What you are asked to do -
Of the lines below, write out exactly those from the line with "evolution is the" through the line with "pub fn labelled_evolutions(record: &Record)", both included, and skip the rest.

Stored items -
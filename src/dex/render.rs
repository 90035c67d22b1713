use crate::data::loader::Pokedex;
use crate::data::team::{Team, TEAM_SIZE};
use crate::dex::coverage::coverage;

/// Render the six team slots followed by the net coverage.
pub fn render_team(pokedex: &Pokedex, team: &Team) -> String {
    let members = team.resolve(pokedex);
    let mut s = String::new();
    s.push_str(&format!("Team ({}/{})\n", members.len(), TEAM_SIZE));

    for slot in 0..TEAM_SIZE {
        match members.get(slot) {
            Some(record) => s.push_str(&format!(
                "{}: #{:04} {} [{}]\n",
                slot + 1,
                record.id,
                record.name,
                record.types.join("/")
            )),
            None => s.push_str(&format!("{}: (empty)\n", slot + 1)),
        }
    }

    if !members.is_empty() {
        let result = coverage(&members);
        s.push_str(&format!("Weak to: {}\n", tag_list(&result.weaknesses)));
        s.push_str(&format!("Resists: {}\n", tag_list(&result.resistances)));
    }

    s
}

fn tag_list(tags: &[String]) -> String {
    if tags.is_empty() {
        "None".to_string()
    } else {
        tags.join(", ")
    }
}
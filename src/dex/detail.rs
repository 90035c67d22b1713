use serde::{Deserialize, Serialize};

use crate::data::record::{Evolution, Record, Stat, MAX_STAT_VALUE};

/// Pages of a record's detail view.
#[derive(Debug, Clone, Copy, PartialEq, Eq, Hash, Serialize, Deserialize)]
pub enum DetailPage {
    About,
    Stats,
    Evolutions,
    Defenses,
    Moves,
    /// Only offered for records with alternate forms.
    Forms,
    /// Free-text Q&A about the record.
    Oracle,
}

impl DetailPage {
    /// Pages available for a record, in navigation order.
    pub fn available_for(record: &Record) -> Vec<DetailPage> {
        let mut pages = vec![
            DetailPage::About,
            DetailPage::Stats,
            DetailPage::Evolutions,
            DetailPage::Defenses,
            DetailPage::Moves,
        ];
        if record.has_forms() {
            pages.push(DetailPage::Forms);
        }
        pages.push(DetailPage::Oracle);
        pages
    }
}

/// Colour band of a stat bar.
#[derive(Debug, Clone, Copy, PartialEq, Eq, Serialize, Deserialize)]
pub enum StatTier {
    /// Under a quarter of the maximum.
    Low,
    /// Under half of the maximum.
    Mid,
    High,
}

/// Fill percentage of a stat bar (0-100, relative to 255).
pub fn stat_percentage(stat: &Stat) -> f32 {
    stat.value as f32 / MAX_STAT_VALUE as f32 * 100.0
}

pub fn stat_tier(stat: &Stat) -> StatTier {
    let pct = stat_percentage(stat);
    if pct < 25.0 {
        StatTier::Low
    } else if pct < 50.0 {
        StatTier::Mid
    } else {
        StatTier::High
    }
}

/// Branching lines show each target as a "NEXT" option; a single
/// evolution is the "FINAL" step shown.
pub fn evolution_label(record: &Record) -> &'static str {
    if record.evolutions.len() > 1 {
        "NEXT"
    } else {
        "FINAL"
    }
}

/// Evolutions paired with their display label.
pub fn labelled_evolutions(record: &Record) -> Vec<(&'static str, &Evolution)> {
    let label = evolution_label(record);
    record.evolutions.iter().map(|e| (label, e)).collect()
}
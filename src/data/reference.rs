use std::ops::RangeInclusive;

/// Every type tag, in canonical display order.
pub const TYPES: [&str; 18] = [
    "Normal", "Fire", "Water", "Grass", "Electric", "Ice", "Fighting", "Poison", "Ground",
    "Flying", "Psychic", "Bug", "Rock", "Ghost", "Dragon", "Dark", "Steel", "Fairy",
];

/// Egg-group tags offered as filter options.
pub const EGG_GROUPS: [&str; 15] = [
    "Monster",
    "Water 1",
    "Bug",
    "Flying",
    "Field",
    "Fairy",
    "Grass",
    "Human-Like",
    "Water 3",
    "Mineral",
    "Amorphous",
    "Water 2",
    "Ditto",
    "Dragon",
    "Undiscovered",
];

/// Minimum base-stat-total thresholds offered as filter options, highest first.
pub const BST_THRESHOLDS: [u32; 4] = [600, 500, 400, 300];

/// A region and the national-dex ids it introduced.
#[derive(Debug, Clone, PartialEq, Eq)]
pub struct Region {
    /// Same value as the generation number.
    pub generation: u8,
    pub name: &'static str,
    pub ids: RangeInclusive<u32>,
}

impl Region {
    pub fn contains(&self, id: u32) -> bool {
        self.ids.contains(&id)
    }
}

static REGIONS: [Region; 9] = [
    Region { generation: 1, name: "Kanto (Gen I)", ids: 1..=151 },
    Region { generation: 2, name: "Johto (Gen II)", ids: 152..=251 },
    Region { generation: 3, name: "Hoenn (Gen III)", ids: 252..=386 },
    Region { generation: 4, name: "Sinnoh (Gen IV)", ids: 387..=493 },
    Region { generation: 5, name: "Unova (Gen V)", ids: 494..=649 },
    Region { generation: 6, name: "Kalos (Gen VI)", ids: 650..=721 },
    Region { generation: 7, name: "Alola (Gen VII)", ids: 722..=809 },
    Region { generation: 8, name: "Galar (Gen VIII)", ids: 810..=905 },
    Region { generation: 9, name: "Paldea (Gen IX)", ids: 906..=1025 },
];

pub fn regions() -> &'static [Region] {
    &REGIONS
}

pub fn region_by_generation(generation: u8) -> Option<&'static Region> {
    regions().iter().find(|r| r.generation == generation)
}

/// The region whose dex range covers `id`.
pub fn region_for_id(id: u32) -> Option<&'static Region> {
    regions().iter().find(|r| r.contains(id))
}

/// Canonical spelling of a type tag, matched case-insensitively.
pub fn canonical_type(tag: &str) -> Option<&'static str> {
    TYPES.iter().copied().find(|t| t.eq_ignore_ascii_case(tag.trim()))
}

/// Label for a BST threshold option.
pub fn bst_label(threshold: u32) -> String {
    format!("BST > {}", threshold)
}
...
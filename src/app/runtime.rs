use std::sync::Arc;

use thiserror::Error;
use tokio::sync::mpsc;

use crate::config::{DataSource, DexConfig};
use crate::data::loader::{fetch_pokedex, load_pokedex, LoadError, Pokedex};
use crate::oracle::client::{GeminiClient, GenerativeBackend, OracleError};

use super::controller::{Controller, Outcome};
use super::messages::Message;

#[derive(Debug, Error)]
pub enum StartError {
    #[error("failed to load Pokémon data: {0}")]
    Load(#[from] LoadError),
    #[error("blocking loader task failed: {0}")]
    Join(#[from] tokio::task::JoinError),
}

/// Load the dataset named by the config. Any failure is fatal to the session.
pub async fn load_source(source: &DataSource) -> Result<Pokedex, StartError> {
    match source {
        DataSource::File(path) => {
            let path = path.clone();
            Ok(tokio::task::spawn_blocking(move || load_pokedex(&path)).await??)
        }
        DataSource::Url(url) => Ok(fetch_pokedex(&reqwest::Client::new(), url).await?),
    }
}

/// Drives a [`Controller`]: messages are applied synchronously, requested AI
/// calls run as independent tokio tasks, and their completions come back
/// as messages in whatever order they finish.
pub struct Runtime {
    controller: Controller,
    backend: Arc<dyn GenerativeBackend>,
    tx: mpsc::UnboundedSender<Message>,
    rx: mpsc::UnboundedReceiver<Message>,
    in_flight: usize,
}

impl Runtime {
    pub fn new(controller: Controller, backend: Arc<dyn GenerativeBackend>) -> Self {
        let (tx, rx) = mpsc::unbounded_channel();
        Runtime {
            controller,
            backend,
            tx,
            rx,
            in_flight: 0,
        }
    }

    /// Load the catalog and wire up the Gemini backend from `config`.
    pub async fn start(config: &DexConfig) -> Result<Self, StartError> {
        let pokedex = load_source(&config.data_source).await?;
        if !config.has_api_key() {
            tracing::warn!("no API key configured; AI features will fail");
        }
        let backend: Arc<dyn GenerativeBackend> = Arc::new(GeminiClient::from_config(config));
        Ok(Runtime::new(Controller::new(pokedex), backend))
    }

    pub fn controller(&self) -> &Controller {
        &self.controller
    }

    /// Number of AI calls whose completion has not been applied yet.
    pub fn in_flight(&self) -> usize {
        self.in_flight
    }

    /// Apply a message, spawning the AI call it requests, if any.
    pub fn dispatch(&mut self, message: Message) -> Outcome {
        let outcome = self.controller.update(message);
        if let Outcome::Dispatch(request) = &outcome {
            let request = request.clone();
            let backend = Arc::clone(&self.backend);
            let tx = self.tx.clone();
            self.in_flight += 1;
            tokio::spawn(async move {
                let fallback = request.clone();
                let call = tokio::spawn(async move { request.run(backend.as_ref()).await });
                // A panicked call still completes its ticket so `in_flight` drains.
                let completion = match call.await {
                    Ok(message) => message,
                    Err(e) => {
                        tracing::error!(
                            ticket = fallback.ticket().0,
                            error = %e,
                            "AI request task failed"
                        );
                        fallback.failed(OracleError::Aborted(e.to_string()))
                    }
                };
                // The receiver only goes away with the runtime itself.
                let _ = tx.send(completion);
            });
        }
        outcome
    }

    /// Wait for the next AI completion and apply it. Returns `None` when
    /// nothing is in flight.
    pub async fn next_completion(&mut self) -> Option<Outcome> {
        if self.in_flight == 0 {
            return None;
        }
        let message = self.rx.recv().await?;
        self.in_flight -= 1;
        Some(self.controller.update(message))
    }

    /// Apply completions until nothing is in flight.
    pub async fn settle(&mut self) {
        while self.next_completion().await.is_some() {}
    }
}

Written answer -
/// evolution is the "FINAL" step shown.
pub fn evolution_label(record: &Record) -> &'static str {
    if record.evolutions.len() > 1 {
        "NEXT"
    } else {
        "FINAL"
    }
}

/// Evolutions paired with their display label.
pub fn labelled_evolutions(record: &Record) -> Vec<(&'static str, &Evolution)> {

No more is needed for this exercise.